Evaluating the Performance of Clone Detection Tools in Detecting Cloned Co-change Candidates
Md Nadim, Manishankar Mondal, Chanchal K. Roy, Kevin Schneider
TL;DR
This study addresses the problem of identifying cloned co-change candidates during software evolution to support change impact analysis. It compares 12 clone-detection configurations across eight open-source C/Java projects, using ground-truth CCC derived from Unix diffs and cross-tool unions to compute Recall, Precision, and F1, culminating in a final detector ranking. The results show that pattern-based Type-3 configurations in CloneWorks, along with Deckard and CCFinder, reliably identify cloned co-change candidates, while text-based detectors underperform; performance correlates with clone fragment count and line coverage. The findings provide actionable guidelines for selecting and configuring clone detectors in maintenance contexts and introduce a new maintenance-focused dimension to clone research.
Abstract
Co-change candidates are the group of code fragments that require a change if any of these fragments experience a modification in a commit operation during software evolution. The cloned co-change candidates are a subset of the co-change candidates, and the members in this subset are clones of one another. The cloned co-change candidates are usually created by reusing existing code fragments in a software system. Detecting cloned co-change candidates is essential for clone-tracking, and studies have shown that we can use clone detection tools to find cloned co-change candidates. However, although several studies evaluate clone detection tools for their accuracy in detecting cloned fragments, we found no study that evaluates clone detection tools for detecting cloned co-change candidates. In this study, we explore the dimension of code clone research for detecting cloned co-change candidates.

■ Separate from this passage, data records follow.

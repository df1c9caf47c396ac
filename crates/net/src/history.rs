//! Request/response history: the at-most-once cache the semantics
//! filter (`crate::semantics`) consults. Entries are owned by value and
//! never evicted for the life of the process. There is no persistence
//! across restarts and nothing shared across threads.

use bankrpc_core::{Request, Response};
use std::collections::HashMap;

#[derive(Default)]
pub struct History {
    requests: HashMap<i32, Request>,
    responses: HashMap<i32, Response>,
}

impl History {
    pub fn new() -> History {
        History::default()
    }

    pub fn cached_response(&self, request_id: i32) -> Option<&Response> {
        self.responses.get(&request_id)
    }

    /// Records the first successful dispatch for `request.id`. Later
    /// calls with the same id overwrite, though the filter never calls
    /// this twice for one id in practice, since a hit short-circuits
    /// dispatch.
    pub fn record(&mut self, request: Request, response: Response) {
        self.requests.insert(request.id, request);
        self.responses.insert(response.id, response);
    }
}

#[cfg(test)]
mod tests {
    use super::*;
    use bankrpc_core::{OpCode, StatusCode};

    #[test]
    fn fresh_id_has_no_cached_response() {
        let history = History::new();
        assert!(history.cached_response(1).is_none());
    }

    #[test]
    fn recorded_response_is_retrievable_by_id() {
        let mut history = History::new();
        let request = Request::new(1, OpCode::Deposit, b"");
        let response = Response::with(1, StatusCode::Success, "ok");
        history.record(request, response.clone());
        assert_eq!(history.cached_response(1), Some(&response));
    }
}
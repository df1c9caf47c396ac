use thiserror::Error;

/// Errors raised while decoding a wire value. Mirrors the distinction the wire
/// format contract makes: an unknown enum tag or a truncated buffer must fail
/// loudly rather than silently default or truncate.
#[derive(Debug, Error, PartialEq, Eq)]
pub enum CodecError {
    #[error("unexpected end of buffer: needed {needed} more byte(s), had {available}")]
    UnexpectedEof { needed: usize, available: usize },
    #[error("invalid op_code: {0}")]
    InvalidOpCode(i32),
    #[error("invalid status_code: {0}")]
    InvalidStatusCode(i32),
    #[error("invalid semantics mode: {0}")]
    InvalidSemanticsMode(i32),
    #[error("invalid currency: {0:?}")]
    InvalidCurrency(String),
    #[error("payload text is not valid utf-8")]
    InvalidUtf8,
    #[error("trailing bytes after decoding a fixed-length value")]
    TrailingBytes,
    #[error("response text of {0} bytes does not fit in the payload region")]
    PayloadTooLong(usize),
}
//! The invocation-semantics filter.
//!
//! Sits between the loss-gated inbound datagram and the dispatcher:
//! decides, from the current [`SemanticsMode`] and the request history,
//! whether to dispatch, replay a cached response, or silently drop.

use crate::dispatcher::{DispatchOutcome, Dispatcher};
use crate::history::History;
use bankrpc_core::{CodecError, Request, SemanticsMode};
use std::net::SocketAddr;

/// `None` means the filter produced no reply at all: either `maybe`
/// mode's silent no-op, or a payload decode error.
pub fn apply(
    mode: SemanticsMode,
    history: &mut History,
    dispatcher: &mut Dispatcher,
    from: SocketAddr,
    request: Request,
) -> Result<Option<DispatchOutcome>, CodecError> {
    match mode {
        SemanticsMode::AtLeastOnce => {
            // Always dispatch, never record, never consult history: a
            // retransmission re-executes the handler in full.
            dispatcher.dispatch(from, &request).map(Some)
        }
        SemanticsMode::AtMostOnce => {
            if let Some(cached) = history.cached_response(request.id) {
                return Ok(Some(DispatchOutcome::reply_only(cached.clone())));
            }
            let outcome = dispatcher.dispatch(from, &request)?;
            history.record(request, outcome.response.clone());
            Ok(Some(outcome))
        }
        SemanticsMode::Maybe => Ok(None),
    }
}
//! The account database and request dispatcher.
//!
//! `Dispatcher` owns the account table and the subscription registry and
//! routes a decoded [`Request`] to the matching handler in
//! [`crate::handlers`]. It has no knowledge of sockets or loss
//! simulation (those live one layer up in [`crate::server`]), so it can
//! be exercised directly in tests.

use crate::controller::Controller;
use crate::subscription::SubscriptionRegistry;
use bankrpc_core::{Account, CodecError, Response, StatusCode};
use std::collections::HashMap;
use std::net::SocketAddr;

/// The outcome of one dispatched request: the reply destined for the
/// requester, plus zero or more callback datagrams destined for active
/// subscribers.
pub struct DispatchOutcome {
    pub response: Response,
    pub fan_out: Vec<(SocketAddr, Response)>,
}

impl DispatchOutcome {
    pub(crate) fn reply_only(response: Response) -> DispatchOutcome {
        DispatchOutcome {
            response,
            fan_out: Vec::new(),
        }
    }
}

pub struct Dispatcher {
    pub(crate) next_account_id: i32,
    pub(crate) accounts: HashMap<i32, Account>,
    pub(crate) subscriptions: SubscriptionRegistry,
    pub(crate) controller: Controller,
}

impl Dispatcher {
    pub fn new(controller: Controller) -> Dispatcher {
        Dispatcher {
            next_account_id: 0,
            accounts: HashMap::new(),
            subscriptions: SubscriptionRegistry::new(),
            controller,
        }
    }

    /// Dispatches a decoded request. Returns `Err` only if a handler's
    /// embedded payload fails to decode, in which case the caller
    /// discards the datagram with no reply.
    pub fn dispatch(
        &mut self,
        from: SocketAddr,
        request: &bankrpc_core::Request,
    ) -> Result<DispatchOutcome, CodecError> {
        use bankrpc_core::OpCode;
        match request.op {
            OpCode::Open => self.handle_open(request),
            OpCode::Close => self.handle_close(request),
            OpCode::CheckBalance => self.handle_check_balance(request),
            OpCode::Deposit => self.handle_deposit(request),
            OpCode::Withdraw => self.handle_withdraw(request),
            OpCode::Transfer => self.handle_transfer(request),
            OpCode::Exchange => self.handle_exchange(request),
            OpCode::Monitor => self.handle_monitor(from, request),
        }
    }

    /// Builds the set of callback datagrams a mutating handler must fan
    /// out, one per currently-active subscription.
    pub(crate) fn fan_out(&self, message: impl Into<String>) -> Vec<(SocketAddr, Response)> {
        let message = message.into();
        self.subscriptions
            .active_addresses()
            .map(|addr| (addr, Response::with(0, StatusCode::Callback, message.clone())))
            .collect()
    }
}
use anyhow::Context;
use bankrpc_core::SemanticsMode;
use bankrpc_net::controller::Event;
use bankrpc_net::server::Server;
use std::net::SocketAddr;
use std::str::FromStr;
use tokio_util::sync::CancellationToken;
use tracing::{debug, error, info};
use tracing_subscriber::{filter::Directive, EnvFilter, FmtSubscriber};

mod cli;

#[tokio::main]
async fn main() -> anyhow::Result<()> {
    let matches = cli::cli().get_matches();

    let log_level = matches
        .get_one::<String>("log-level")
        .expect("log-level has a default value");
    let log_filter = EnvFilter::builder()
        .with_default_directive(
            Directive::from_str(log_level).context("invalid --log-level value")?,
        )
        .from_env_lossy();
    let subscriber = FmtSubscriber::builder().with_env_filter(log_filter).finish();
    tracing::subscriber::set_global_default(subscriber)
        .context("setting default tracing subscriber failed")?;

    let bind_addr = matches
        .get_one::<String>("bind-addr")
        .expect("bind-addr has a default value");
    let port = matches
        .get_one::<String>("port")
        .expect("port has a default value");
    let addr: SocketAddr = format!("{bind_addr}:{port}")
        .parse()
        .with_context(|| format!("invalid bind address: {bind_addr}:{port}"))?;

    let mode = parse_mode(
        matches
            .get_one::<String>("mode")
            .expect("mode has a default value"),
    );
    let loss_threshold = parse_loss_threshold(
        matches
            .get_one::<String>("loss-threshold")
            .expect("loss-threshold has a default value"),
    )?;

    let (server, mut events, _commands) = match Server::bind(addr, mode, loss_threshold).await {
        Ok(bound) => bound,
        Err(err) => {
            error!(%err, "failed to start bankrpc server");
            return Err(err.into());
        }
    };

    info!(%addr, ?mode, loss_threshold, "bankrpc server starting");

    // Drain observer events to the log; a future UI would take this receiver
    // instead and render its own console/table views.
    tokio::spawn(async move {
        while let Some(event) = events.recv().await {
            log_event(event);
        }
    });

    let shutdown = CancellationToken::new();
    let server_shutdown = shutdown.clone();
    let server_task = tokio::spawn(server.run(server_shutdown));

    tokio::select! {
        _ = tokio::signal::ctrl_c() => {
            info!("received ctrl-c, shutting down");
        }
    }
    shutdown.cancel();
    let _ = server_task.await;

    Ok(())
}

/// Renders a core→observer notification as a structured log line:
/// account lifecycle events log at `info` or above and always include
/// the account id; per-datagram traffic logs at `debug`.
fn log_event(event: Event) {
    match event {
        Event::AccountCreated(account) => info!(account_id = account.id, "account created"),
        Event::AccountDeleted(account) => info!(account_id = account.id, "account deleted"),
        Event::Deposit(account) => info!(account_id = account.id, "deposit applied"),
        Event::Withdraw(account) => info!(account_id = account.id, "withdraw applied"),
        Event::Exchange(account) => info!(account_id = account.id, "exchange applied"),
        Event::Transfer { receiver, sender } => info!(
            sender_id = sender.id,
            receiver_id = receiver.id,
            "transfer applied"
        ),
        Event::CallbackCreated(sub) => info!(addr = %sub.addr, "subscription created"),
        Event::CallbackDeleted(sub) => info!(addr = %sub.addr, "subscription expired"),
        Event::Console(text) => info!(%text, "console"),
        Event::RequestReceived { ip, request } => {
            debug!(%ip, request_id = request.id, op = request.op.as_str(), "request received")
        }
        Event::ResponsePosted { ip, response } => {
            debug!(%ip, request_id = response.id, "response posted")
        }
    }
}

fn parse_mode(value: &str) -> SemanticsMode {
    match value {
        "at-least-once" => SemanticsMode::AtLeastOnce,
        "at-most-once" => SemanticsMode::AtMostOnce,
        "maybe" => SemanticsMode::Maybe,
        other => unreachable!("clap value_parser restricts --mode to a known set, got {other}"),
    }
}

fn parse_loss_threshold(value: &str) -> anyhow::Result<u8> {
    let threshold: u32 = value
        .parse()
        .with_context(|| format!("--loss-threshold must be an integer, got {value}"))?;
    if threshold > 100 {
        anyhow::bail!("--loss-threshold must be in 0..=100, got {threshold}");
    }
    Ok(threshold as u8)
}
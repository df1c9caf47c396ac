use clap::{Arg, ArgAction, Command};

pub fn cli() -> Command {
    Command::new("bankrpc")
        .about("Datagram-based banking RPC server")
        .author("bankrpc contributors")
        .arg(
            Arg::new("bind-addr")
                .long("bind-addr")
                .default_value("0.0.0.0")
                .value_name("ADDRESS")
                .action(ArgAction::Set),
        )
        .arg(
            Arg::new("port")
                .long("port")
                .default_value("8080")
                .value_name("PORT")
                .action(ArgAction::Set),
        )
        .arg(
            Arg::new("mode")
                .long("mode")
                .default_value("at-most-once")
                .value_parser(["at-least-once", "at-most-once", "maybe"])
                .value_name("MODE")
                .help("initial invocation-semantics mode")
                .action(ArgAction::Set),
        )
        .arg(
            Arg::new("loss-threshold")
                .long("loss-threshold")
                .default_value("0")
                .value_name("0..100")
                .help("initial packet-loss simulator threshold")
                .action(ArgAction::Set),
        )
        .arg(
            Arg::new("log-level")
                .long("log-level")
                .default_value("info")
                .value_name("LOG_LEVEL")
                .action(ArgAction::Set),
        )
}
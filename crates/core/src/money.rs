use crate::codec::{Decode, Encode};
use crate::error::CodecError;
use bytes::BufMut;
use std::fmt;
use std::ops::{Add, Sub};

/// Fixed-point monetary amount, stored as a count of micros (10⁻⁶ units).
///
/// Arithmetic is exact integer addition/subtraction. Only FX conversion (an
/// inherently irrational division) rounds, to the nearest micro. `Display`
/// renders with six fractional digits to match the textual balance format
/// clients parse (`"100.000000"`).
#[derive(Debug, Clone, Copy, PartialEq, Eq, PartialOrd, Ord, Default)]
pub struct Money {
    micros: i64,
}

const MICROS_PER_UNIT: f64 = 1_000_000.0;

impl Money {
    pub const ZERO: Money = Money { micros: 0 };

    pub fn from_micros(micros: i64) -> Money {
        Money { micros }
    }

    /// Constructs a `Money` from a major-unit floating point amount, e.g.
    /// `Money::from_major(100.5)` for "100.50". Used at the RPC boundary when
    /// decoding a client-supplied amount.
    pub fn from_major(amount: f64) -> Money {
        Money {
            micros: (amount * MICROS_PER_UNIT).round() as i64,
        }
    }

    pub fn micros(self) -> i64 {
        self.micros
    }

    pub fn to_major(self) -> f64 {
        self.micros as f64 / MICROS_PER_UNIT
    }

    /// `self / rate`, rounded to the nearest micro. Used for FX conversion,
    /// where `rate` is the static exchange table entry.
    pub fn div_rate(self, rate: f64) -> Money {
        Money {
            micros: (self.micros as f64 / rate).round() as i64,
        }
    }

    /// Subtracts `amount`, failing rather than going negative.
    pub fn checked_sub(self, amount: Money) -> Option<Money> {
        if self < amount {
            None
        } else {
            Some(Money {
                micros: self.micros - amount.micros,
            })
        }
    }
}

impl Add for Money {
    type Output = Money;

    fn add(self, rhs: Money) -> Money {
        Money {
            micros: self.micros + rhs.micros,
        }
    }
}

impl Sub for Money {
    type Output = Money;

    fn sub(self, rhs: Money) -> Money {
        Money {
            micros: self.micros - rhs.micros,
        }
    }
}

impl fmt::Display for Money {
    fn fmt(&self, f: &mut fmt::Formatter<'_>) -> fmt::Result {
        let sign = if self.micros < 0 { "-" } else { "" };
        let abs = self.micros.unsigned_abs();
        let major = abs / 1_000_000;
        let fraction = abs % 1_000_000;
        write!(f, "{sign}{major}.{fraction:06}")
    }
}

/// On the wire, amounts travel as a major-unit floating point value. The
/// fixed-point `Money` representation is purely an internal server-side
/// choice.
impl Encode for Money {
    fn encode(&self, buf: &mut dyn BufMut) {
        self.to_major().encode(buf);
    }
}

impl Decode for Money {
    fn decode_unfinished(buf: &[u8]) -> Result<(Self, &[u8]), CodecError> {
        let (amount, rest) = f64::decode_unfinished(buf)?;
        Ok((Money::from_major(amount), rest))
    }
}
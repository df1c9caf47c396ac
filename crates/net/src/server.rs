//! The listener loop: one task owns the socket and all core state,
//! reading a datagram, running it through the loss gate, the codec,
//! the semantics filter and dispatcher, and writing back a reply,
//! fanning out callback datagrams to active subscribers along the way.

use crate::controller::{command_channel, CommandReceiver, CommandSender, Controller};
use crate::dispatcher::Dispatcher;
use crate::error::ServerError;
use crate::history::History;
use crate::semantics;
use crate::state::SharedState;
use bankrpc_core::codec::{Decode, Encode};
use bankrpc_core::wire::PAYLOAD_LEN;
use bankrpc_core::{Request, SemanticsMode};
use std::net::SocketAddr;
use std::sync::Arc;
use tokio::net::UdpSocket;
use tokio_util::sync::CancellationToken;
use tracing::{debug, info, warn};

pub use crate::controller::EventReceiver;

/// A 200-byte framing margin ahead of the 1200-byte payload region.
const DATAGRAM_LEN: usize = 200 + PAYLOAD_LEN;

pub struct Server {
    socket: UdpSocket,
    shared: Arc<SharedState>,
    controller: Controller,
    commands: CommandReceiver,
}

impl Server {
    /// Binds the listener socket. Bind failure is fatal at startup,
    /// the caller should log and exit, not retry.
    pub async fn bind(
        addr: SocketAddr,
        initial_mode: SemanticsMode,
        initial_loss_threshold: u8,
    ) -> Result<(Server, EventReceiver, CommandSender), ServerError> {
        let socket = UdpSocket::bind(addr)
            .await
            .map_err(|source| ServerError::Bind { addr, source })?;
        let (controller, events) = Controller::new();
        let (command_sender, commands) = command_channel();
        let shared = Arc::new(SharedState::new(initial_mode, initial_loss_threshold));
        info!(%addr, "bound udp socket");
        Ok((
            Server {
                socket,
                shared,
                controller,
                commands,
            },
            events,
            command_sender,
        ))
    }

    pub fn shared_state(&self) -> Arc<SharedState> {
        self.shared.clone()
    }

    /// The address actually bound, useful when `bind` was called with port
    /// 0 (let the OS pick one), e.g. in tests.
    pub fn local_addr(&self) -> std::io::Result<SocketAddr> {
        self.socket.local_addr()
    }

    /// Runs the listener loop until `shutdown` is cancelled. No in-flight
    /// request survives the cancellation.
    pub async fn run(self, shutdown: CancellationToken) {
        let Server {
            socket,
            shared,
            controller,
            mut commands,
        } = self;
        let mut dispatcher = Dispatcher::new(controller.clone());
        let mut history = History::new();
        let mut buf = vec![0u8; DATAGRAM_LEN];

        loop {
            tokio::select! {
                _ = shutdown.cancelled() => {
                    controller.on_console("server shutting down");
                    break;
                }
                Some(command) = commands.recv() => {
                    apply_command(&shared, &controller, command);
                }
                received = socket.recv_from(&mut buf) => {
                    let (n, from) = match received {
                        Ok(v) => v,
                        Err(err) => {
                            warn!(%err, "recvfrom failed");
                            continue;
                        }
                    };

                    if !shared.loss.admit() {
                        debug!("experimental simulation: package lost during receiving request");
                        continue;
                    }

                    let request = match Request::decode(&buf[..n]) {
                        Ok(request) => request,
                        Err(err) => {
                            debug!(%err, "discarding undecodable datagram");
                            continue;
                        }
                    };

                    controller.on_request_received(from.ip(), request.clone());

                    let mode = shared.mode.get();
                    let outcome = match semantics::apply(mode, &mut history, &mut dispatcher, from, request) {
                        Ok(Some(outcome)) => outcome,
                        Ok(None) => continue,
                        Err(err) => {
                            debug!(%err, "discarding request with undecodable payload");
                            continue;
                        }
                    };

                    if shared.loss.admit() {
                        let encoded = outcome.response.encode_to_vec();
                        match socket.send_to(&encoded, from).await {
                            Ok(_) => controller.on_response_posted(from.ip(), outcome.response.clone()),
                            Err(err) => warn!(%err, "sendto failed"),
                        }
                    } else {
                        debug!("experimental simulation: package lost during posting response");
                    }

                    for (target, callback) in outcome.fan_out {
                        if !shared.loss.admit() {
                            debug!(%target, "experimental simulation: callback package lost");
                            continue;
                        }
                        let encoded = callback.encode_to_vec();
                        if let Err(err) = socket.send_to(&encoded, target).await {
                            warn!(%err, %target, "sendto failed for callback");
                        }
                    }
                }
            }
        }
    }
}

fn apply_command(shared: &Arc<SharedState>, controller: &Controller, command: crate::controller::Command) {
    match command {
        crate::controller::Command::SetMode(mode) => {
            shared.mode.set(mode);
            controller.on_console(format!("mode changed to {}", mode.as_str()));
        }
        crate::controller::Command::SetLossThreshold(threshold) => {
            shared.loss.set_threshold(threshold);
            controller.on_console(format!("loss threshold changed to {threshold}"));
        }
    }
}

We compare the performance of 12 different configurations of nine promising clone detection tools in identifying cloned co-change candidates from eight open-source C and Java-based subject systems of various sizes and application domains. A ranked list and analysis of the results provides valuable insights and guidelines into selecting and configuring a clone detection tool for identifying co-change candidates and leads to a new dimension of code clone research into change impact analysis.